Books are the quietest and most constant of friends; they are the most accessible and wisest of counselors, and the most patient of teachers.  ~Charles W. Eliot

Whenever I feel sad or depressed or too anxious to function I have a tendency to hide. And looking at my blog and how I haven’t posted for most of January I think it is safe to say that I have been hiding.

When I was in high school, my way to hide included a dark blue sweater with a Mickey Mouse embroidered on the front. I felt a lot like Mia Thermopolis from the Princess Diaries – minus the whole royalty spiel.

For the most part, I have tried to use other more positive coping mechanisms in my life. However, I didn’t realize it until now, but I have fallen back on the hiding technique. It is just easier to pretend nothing is wrong when I pretend I am not there.

There are several reasons I think I went into this mode during January – a lot of overwhelming things have happened.

Firstly, I read a writing blog called Miss Snark’s First Victim run by the lovely Authoress. She ran a Critique Partner Dating Service. I actually put myself out there, which is a challenge for me. I met some lovely people. However, it seems that none of them have clicked. Perhaps there is still some sting from rejection. And sting from an honest critique. (I probably started the novel in the wrong place and my first line wasn’t a hook. Sigh. I suck at writing hooks.)

It isn’t that I don’t want honesty, but the critique killed my creative voice. And the critical voice has been in the forefront since then.
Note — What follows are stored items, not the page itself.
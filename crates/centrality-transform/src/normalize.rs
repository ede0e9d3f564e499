//! Dataset-wide normalization of the wide table.
//!
//! Importance and relevance are min-max scaled to [0, 1] across all
//! occupations. Frequency category shares are converted to day-equivalent
//! contributions, summed into `Average Frequency`, and that sum is min-max
//! scaled the same way.

use tracing::{debug, warn};

use centrality_common::available;
use centrality_model::{AVERAGE_FREQUENCY_COLUMN, FrequencyCategory, TaskRow, WideColumn};

/// Observed bounds of a column before scaling.
#[derive(Debug, Clone, Copy, PartialEq)]
pub struct MinMaxRange {
    pub min: f64,
    pub max: f64,
}

impl MinMaxRange {
    /// Bounds over available values; `None` when nothing is available.
    pub fn observe(values: impl IntoIterator<Item = Option<f64>>) -> Option<Self> {
        available(values).fold(None, |range, value| {
            Some(match range {
                None => Self {
                    min: value,
                    max: value,
                },
                Some(Self { min, max }) => Self {
                    min: min.min(value),
                    max: max.max(value),
                },
            })
        })
    }

    /// True when every available value is equal.
    pub fn is_degenerate(&self) -> bool {
        self.max == self.min
    }

    /// `(value - min) / (max - min)`, or NaN when the range has no spread.
    pub fn scale(&self, value: f64) -> f64 {
        if self.is_degenerate() {
            return f64::NAN;
        }
        (value - self.min) / (self.max - self.min)
    }
}

/// Range of one scaled column; `range` is `None` when it held no values.
#[derive(Debug, Clone, PartialEq)]
pub struct ScaledColumn {
    pub column: String,
    pub range: Option<MinMaxRange>,
}

impl ScaledColumn {
    /// Scaling produced NaN for every present value.
    pub fn is_degenerate(&self) -> bool {
        self.range.is_none_or(|range| range.is_degenerate())
    }
}

/// What [`normalize`] did to each scaled column.
#[derive(Debug, Clone, Default, PartialEq)]
pub struct NormalizeReport {
    pub columns: Vec<ScaledColumn>,
}

impl NormalizeReport {
    pub fn degenerate_columns(&self) -> impl Iterator<Item = &str> {
        self.columns
            .iter()
            .filter(|column| column.is_degenerate())
            .map(|column| column.column.as_str())
    }
}

/// Min-max scale a column in place.
///
/// Bounds come from the available values only. `None` stays `None`; when the
/// column has no spread every present value becomes NaN.
pub fn min_max_scale<'a>(slots: impl IntoIterator<Item = &'a mut Option<f64>>) -> Option<MinMaxRange> {
    let slots: Vec<&mut Option<f64>> = slots.into_iter().collect();
    let range = MinMaxRange::observe(slots.iter().map(|slot| **slot));
    for slot in slots {
        if let Some(value) = slot.as_mut() {
            *value = match range {
                Some(range) => range.scale(*value),
                None => f64::NAN,
            };
        }
    }
    range
}

/// Sum of the seven frequency contributions; `None` if any category is missing.
pub fn average_frequency(row: &TaskRow) -> Option<f64> {
    row.frequency.iter().copied().sum()
}

/// Normalize every row in place.
pub fn normalize(rows: &mut [TaskRow]) -> NormalizeReport {
    let mut report = NormalizeReport::default();

    for column in WideColumn::all()
        .into_iter()
        .filter(|column| column.is_min_max_scaled())
    {
        let range = min_max_scale(rows.iter_mut().map(|row| row.slot_mut(column)));
        report.columns.push(scaled(column.name(), range));
    }

    for row in rows.iter_mut() {
        for category in FrequencyCategory::all() {
            if let Some(share) = row.frequency[category.index()].as_mut() {
                *share *= category.day_multiplier();
            }
        }
        row.average_frequency = average_frequency(row);
    }

    let range = min_max_scale(rows.iter_mut().map(|row| &mut row.average_frequency));
    report
        .columns
        .push(scaled(AVERAGE_FREQUENCY_COLUMN.to_string(), range));

    for column in report.degenerate_columns() {
        warn!(column, "column has no spread, scaled values are NaN");
    }
    report
}

fn scaled(column: String, range: Option<MinMaxRange>) -> ScaledColumn {
    if let Some(range) = range {
        debug!(column = %column, min = range.min, max = range.max, "min-max scaled");
    }
    ScaledColumn { column, range }
}

#[cfg(test)]
mod tests {
    use super::*;

    #[test]
    fn scales_to_unit_interval() {
        let mut values = vec![Some(1.0), Some(3.0), None, Some(5.0)];
        let range = min_max_scale(values.iter_mut()).unwrap();
        assert_eq!(range, MinMaxRange { min: 1.0, max: 5.0 });
        assert_eq!(values, vec![Some(0.0), Some(0.5), None, Some(1.0)]);
    }

    #[test]
    fn zero_spread_yields_nan() {
        let mut values = vec![Some(2.0), Some(2.0), None];
        let range = min_max_scale(values.iter_mut()).unwrap();
        assert!(range.is_degenerate());
        assert!(values[0].unwrap().is_nan());
        assert!(values[1].unwrap().is_nan());
        assert_eq!(values[2], None);
    }

    #[test]
    fn nan_inputs_do_not_set_bounds() {
        let mut values = vec![Some(f64::NAN), Some(0.0), Some(4.0)];
        min_max_scale(values.iter_mut());
        assert!(values[0].unwrap().is_nan());
        assert_eq!(values[1], Some(0.0));
        assert_eq!(values[2], Some(1.0));
    }

    #[test]
    fn empty_column_has_no_range() {
        let mut values: Vec<Option<f64>> = vec![None, None];
        assert_eq!(min_max_scale(values.iter_mut()), None);
        assert_eq!(values, vec![None, None]);
    }
}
I’ve been feeling apathetic and averse to writing since then. I suppose it just means that this person was not my destined critique partner. And that is ok. I wasn’t super nice to them either. Their technical skills were solid, but for me, their character fell flat.

It is interesting, because this ties into something else that I discovered this January. I stumbled into the blogs of Kristine Kathryn Rusch and Dean Wesley Smith. And they have some offbeat advice. In fact, they made me start thinking about writing as a business. And in thinking about it as a business, I started to question my original plan.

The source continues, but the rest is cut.